La trasmissione radiofonica e' stata scelta da Aymee, esperta in comunicazione sociale, come mezzo comunicativo piu' adeguato per mandare messaggi alle donne della regione, estremamente rurale ed a maggioranza campesina (contadina). 
Qui le donne dipendono in larga parte dai mariti, soprattutto dal punto di vista economico. Questo le porta ad accettare passivamente delle situazioni di violenza estrema, sia dal punto di vista psicologico che fisico. Basti pensare che degli oltre 500 casi di femminicidio che si registrano ogni anno in Peru', le percentuali maggiori si sono registrate nella Lima metropolitana e nella regione di Puno. Una cifra enorme: basti pensare che in Italia, con una popolazione di 60 milioni di persone, si sono registrati circa 125 casi nel 2012, mentre il Peru' ne ha registrati 500 con 29 milioni di abitanti. 

Non si parla solo di omicidi, ma piuttosto di una violenza strutturale che vede le donne sottoposte ad una discriminazione quotidiana, soprattutto nelle regioni rurali, come quella in cui ci troviamo.

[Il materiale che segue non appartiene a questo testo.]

//! Stream resolution pipeline.
//!
//! Runs every primary strategy over the page, merges their candidates,
//! consults the fallbacks only when the primaries came back empty, then
//! dedups and ranks. An empty result carries a [`Diagnostic`] instead of an
//! error: resolution itself never fails.

use serde::Serialize;
use tracing::{debug, instrument, warn};
use url::Url;

use super::candidate::StreamCandidate;
use super::diagnostic::Diagnostic;
use super::page::PageDocument;
use super::player::unwrap_player_response;
use super::strategy::{default_strategies, ExtractionStrategy, PageContext};
use crate::error::{DafilmsError, Result};

/// Outcome of one resolution.
#[derive(Debug, Clone, Serialize)]
pub struct Resolution {
    /// Highest-ranked first, deduplicated by URL.
    pub candidates: Vec<StreamCandidate>,
    /// Present only when `candidates` is empty.
    #[serde(skip_serializing_if = "Option::is_none")]
    pub diagnostic: Option<Diagnostic>,
    /// Soft failures reported by strategies, as `"strategy: message"`.
    #[serde(skip_serializing_if = "Vec::is_empty")]
    pub soft_failures: Vec<String>,
}

impl Resolution {
    pub fn is_empty(&self) -> bool {
        self.candidates.is_empty()
    }

    pub fn best(&self) -> Option<&StreamCandidate> {
        self.candidates.first()
    }

    /// Candidates, or [`DafilmsError::NoStreamFound`] when there are none.
    pub fn into_candidates(self, film_id: &str) -> Result<Vec<StreamCandidate>> {
        if self.candidates.is_empty() {
            Err(DafilmsError::NoStreamFound {
                film_id: film_id.to_string(),
            })
        } else {
            Ok(self.candidates)
        }
    }
}

/// Ordered set of extraction strategies.
pub struct StreamResolver {
    strategies: Vec<Box<dyn ExtractionStrategy>>,
}

impl StreamResolver {
    /// Resolver with the default pipeline.
    pub fn new() -> Self {
        Self::with_strategies(default_strategies())
    }

    /// Resolver with a custom pipeline, run in the given order.
    pub fn with_strategies(strategies: Vec<Box<dyn ExtractionStrategy>>) -> Self {
        Self { strategies }
    }

    pub fn strategy_names(&self) -> Vec<&'static str> {
        self.strategies.iter().map(|s| s.name()).collect()
    }

    /// Resolve stream candidates from page text.
    ///
    /// `page_url` is used to absolutise relative sources and is recorded in
    /// the diagnostic. An unparseable `page_url` is ignored.
    #[instrument(skip(self, html), fields(bytes = html.len()))]
    pub fn resolve(&self, html: &str, page_url: Option<&str>) -> Resolution {
        let document = PageDocument::parse(html);
        let base = page_url.and_then(|u| Url::parse(u).ok());
        let page = PageContext {
            document: &document,
            raw: html,
            base_url: base.as_ref(),
        };

        let mut soft_failures = Vec::new();
        let primaries = self.strategies.iter().filter(|s| !s.is_fallback());
        let mut found = run_strategies(primaries, &page, &mut soft_failures);

        if found.is_empty() {
            debug!("Primary strategies found nothing, consulting fallbacks");
            let fallbacks = self.strategies.iter().filter(|s| s.is_fallback());
            found = run_strategies(fallbacks, &page, &mut soft_failures);
        }

        let candidates = rank(dedup(found));
        let diagnostic = if candidates.is_empty() {
            let diagnostic = Diagnostic::capture(html, page_url, &document);
            warn!(
                bytes = diagnostic.byte_len,
                mentions_video = diagnostic.mentions_video(),
                "No stream candidates found"
            );
            Some(diagnostic)
        } else {
            debug!(count = candidates.len(), best = %candidates[0].url, "Resolved candidates");
            None
        };

        Resolution {
            candidates,
            diagnostic,
            soft_failures,
        }
    }

    /// Resolve a raw player endpoint response: a JSON snippet envelope, a
    /// bare player config, or plain HTML.
    pub fn resolve_player_response(&self, body: &str, page_url: Option<&str>) -> Resolution {
        self.resolve(&unwrap_player_response(body), page_url)
    }
}

impl Default for StreamResolver {
    fn default() -> Self {
        Self::new()
    }
}

fn run_strategies<'s>(
    strategies: impl Iterator<Item = &'s Box<dyn ExtractionStrategy>>,
    page: &PageContext<'_>,
    soft_failures: &mut Vec<String>,
) -> Vec<StreamCandidate> {
    let mut found = Vec::new();
    for strategy in strategies {
        match strategy.extract(page) {
            Ok(candidates) => {
                debug!(strategy = strategy.name(), count = candidates.len(), "Strategy finished");
                found.extend(candidates);
            }
            Err(e) => {
                warn!(strategy = strategy.name(), error = %e, "Strategy failed, continuing");
                soft_failures.push(format!("{}: {e}", strategy.name()));
            }
        }
    }
    found
}

/// Collapse repeated URLs, keeping the first position and the highest
/// confidence seen for it, and filling a missing format, label or quality
/// from later hits.
fn dedup(found: Vec<StreamCandidate>) -> Vec<StreamCandidate> {
    let mut merged: Vec<StreamCandidate> = Vec::with_capacity(found.len());
    for candidate in found {
        if let Some(existing) = merged.iter_mut().find(|c| c.url == candidate.url) {
            if candidate.confidence > existing.confidence {
                existing.confidence = candidate.confidence;
                existing.strategy = candidate.strategy;
            }
            if !existing.format.is_known() {
                existing.format = candidate.format;
            }
            if existing.label.is_none() {
                existing.label = candidate.label;
            }
            if existing.quality.is_none() {
                existing.quality = candidate.quality;
            }
        } else {
            merged.push(candidate);
        }
    }
    merged
}

/// Stable sort: equal-ranked candidates keep discovery order (first found wins).
fn rank(mut candidates: Vec<StreamCandidate>) -> Vec<StreamCandidate> {
    candidates.sort_by(StreamCandidate::rank_cmp);
    candidates
}

#[cfg(test)]
mod tests {
    use super::*;
    use crate::stream::candidate::{Confidence, StreamFormat};

    #[test]
    fn player_response_envelope() {
        let body = r##"{"snippets":{"#film-player-container":"<video src=\"https://cdn.example/f.mp4\"></video>"}}"##;
        let res = StreamResolver::new().resolve_player_response(body, None);
        assert_eq!(res.best().map(|c| c.url.as_str()), Some("https://cdn.example/f.mp4"));

        let empty = StreamResolver::new().resolve_player_response("<p>nothing</p>", None);
        assert!(empty.is_empty());
        assert!(empty.diagnostic.is_some());
    }

    #[test]
    fn duplicate_fills_missing_format() {
        let res = StreamResolver::new().resolve(
            r#"<video><source src="https://cdn.example/play?id=1"></video>
               <script>playerConfig = {"sources":[{"src":"https://cdn.example/play?id=1","type":"application/x-mpegURL","label":"HD"}]};</script>"#,
            None,
        );
        assert_eq!(res.candidates.len(), 1);
        let c = &res.candidates[0];
        assert_eq!(c.format, StreamFormat::Hls);
        assert_eq!(c.confidence, Confidence::Direct);
        assert_eq!(c.strategy, "source-tag");
        assert_eq!(c.label.as_deref(), Some("HD"));
    }

    #[test]
    fn direct_tag_example() {
        let res = StreamResolver::new().resolve(
            r#"<source src="https://cdn.example/video.mp4" type="video/mp4">"#,
            None,
        );
        assert_eq!(res.candidates.len(), 1);
        let c = &res.candidates[0];
        assert_eq!(c.url, "https://cdn.example/video.mp4");
        assert_eq!(c.format, StreamFormat::Mp4);
        assert_eq!(c.confidence, Confidence::Direct);
        assert!(res.diagnostic.is_none());
    }

    #[test]
    fn player_config_example() {
        let res = StreamResolver::new().resolve(
            r#"<script>playerConfig = {"sources":[{"src":"https://cdn.example/stream.m3u8"}]};</script>"#,
            None,
        );
        assert_eq!(res.candidates.len(), 1);
        assert_eq!(res.candidates[0].url, "https://cdn.example/stream.m3u8");
        assert_eq!(res.candidates[0].format, StreamFormat::Hls);
        assert_eq!(res.candidates[0].confidence, Confidence::Script);
    }

    #[test]
    fn empty_page_gives_diagnostic() {
        let res = StreamResolver::new().resolve("", None);
        assert!(res.is_empty());
        assert!(res.diagnostic.is_some());
        assert!(matches!(
            res.into_candidates("5"),
            Err(DafilmsError::NoStreamFound { film_id }) if film_id == "5"
        ));
    }

    #[test]
    fn fallbacks_skipped_when_primary_hits() {
        let html = r#"<video><source src="https://cdn/a.mp4"></video>
                      <p>Trailer: https://other.example/trailer.mp4</p>"#;
        let res = StreamResolver::new().resolve(html, None);
        assert_eq!(res.candidates.len(), 1);
        assert_eq!(res.candidates[0].url, "https://cdn/a.mp4");
    }

    #[test]
    fn fallbacks_used_when_primaries_empty() {
        let html = r#"<div data-stream="https://cdn/p/1"></div><p>see https://cdn/x/film.m3u8</p>"#;
        let res = StreamResolver::new().resolve(html, None);
        let got: Vec<_> = res
            .candidates
            .iter()
            .map(|c| (c.url.as_str(), c.confidence))
            .collect();
        assert_eq!(
            got,
            [
                ("https://cdn/x/film.m3u8", Confidence::Pattern),
                ("https://cdn/p/1", Confidence::Heuristic)
            ]
        );
    }

    #[test]
    fn duplicates_keep_highest_confidence() {
        let html = r#"<script>sources = [{"src":"https://cdn/a.mp4","label":"720p"}];</script>
                      <video><source src="https://cdn/a.mp4"></video>"#;
        let res = StreamResolver::new().resolve(html, None);
        assert_eq!(res.candidates.len(), 1);
        let c = &res.candidates[0];
        assert_eq!(c.confidence, Confidence::Direct);
        assert_eq!(c.strategy, "source-tag");
        assert_eq!(c.label.as_deref(), Some("720p"));
    }

    #[test]
    fn unknown_format_sorted_last() {
        let html = r#"<video><source src="https://cdn/watch/1"></video>
                      <script>sources = [{"src":"https://cdn/b.m3u8"}];</script>"#;
        let res = StreamResolver::new().resolve(html, None);
        let urls: Vec<_> = res.candidates.iter().map(|c| c.url.as_str()).collect();
        assert_eq!(urls, ["https://cdn/b.m3u8", "https://cdn/watch/1"]);
    }

    #[test]
    fn soft_failure_recorded_and_later_strategies_run() {
        let html = r#"<script>playerConfig = {bad json};</script><p>https://cdn/z.mp4</p>"#;
        let res = StreamResolver::new().resolve(html, None);
        assert_eq!(res.soft_failures.len(), 1);
        assert!(res.soft_failures[0].starts_with("player-config:"));
        assert_eq!(res.candidates[0].url, "https://cdn/z.mp4");
    }

    #[test]
    fn custom_pipeline() {
        let resolver = StreamResolver::with_strategies(vec![Box::new(
            crate::stream::strategy::UrlPatternStrategy::new(),
        )]);
        assert_eq!(resolver.strategy_names(), ["url-pattern"]);
        let res = resolver.resolve("https://cdn/q.mp4", None);
        assert_eq!(res.candidates.len(), 1);
    }
}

La scorsa settimana e'  iniziata con la notizia sui giornali di una giovane donna violentata, uccisa e abbandonata sul ciglio della strada: 17 anni. Il giorno seguente, a Caracoto e' circolata la notizia del ritrovamento del corpo di un'altra giovane donna al Mirador sopra la collina. Una posizione strategica, sopra la discarica: una sola strada sterrata, senza luci, con scarsa visibilita'. 17 anni anche lei. 
Queste notizie sono purtroppo parte della quotidianita' di questo luogo. Lo sono tanto quanto le donne che raccontano dei mariti ubriachi che tornano a casa e le picchiano. Lo sono tanto quanto la piccola Melody che corre per le strade del paese a cercare suo papa', che dopo aver picchiato la mamma e' andato a bere in una tienda

Da questa quotidianita' e' nata la scelta di Aymee e Mirta di affidare le proprie vite a questa causa. Una lotta sicuramente non facile, anche perche', come hanno loro stesse sottolineato, la discriminazione nasce in primis nelle nostre (di donne) teste: diventiamo le peggior nemiche di noi stesse, convinte di non potercela fare. Spesso, troppo spesso, le donne vittime di abusi che si rivolgono al centro, tornano nelle loro case, per paura di ripercussioni o di non riuscire a mantenere se stesse e i propri figli.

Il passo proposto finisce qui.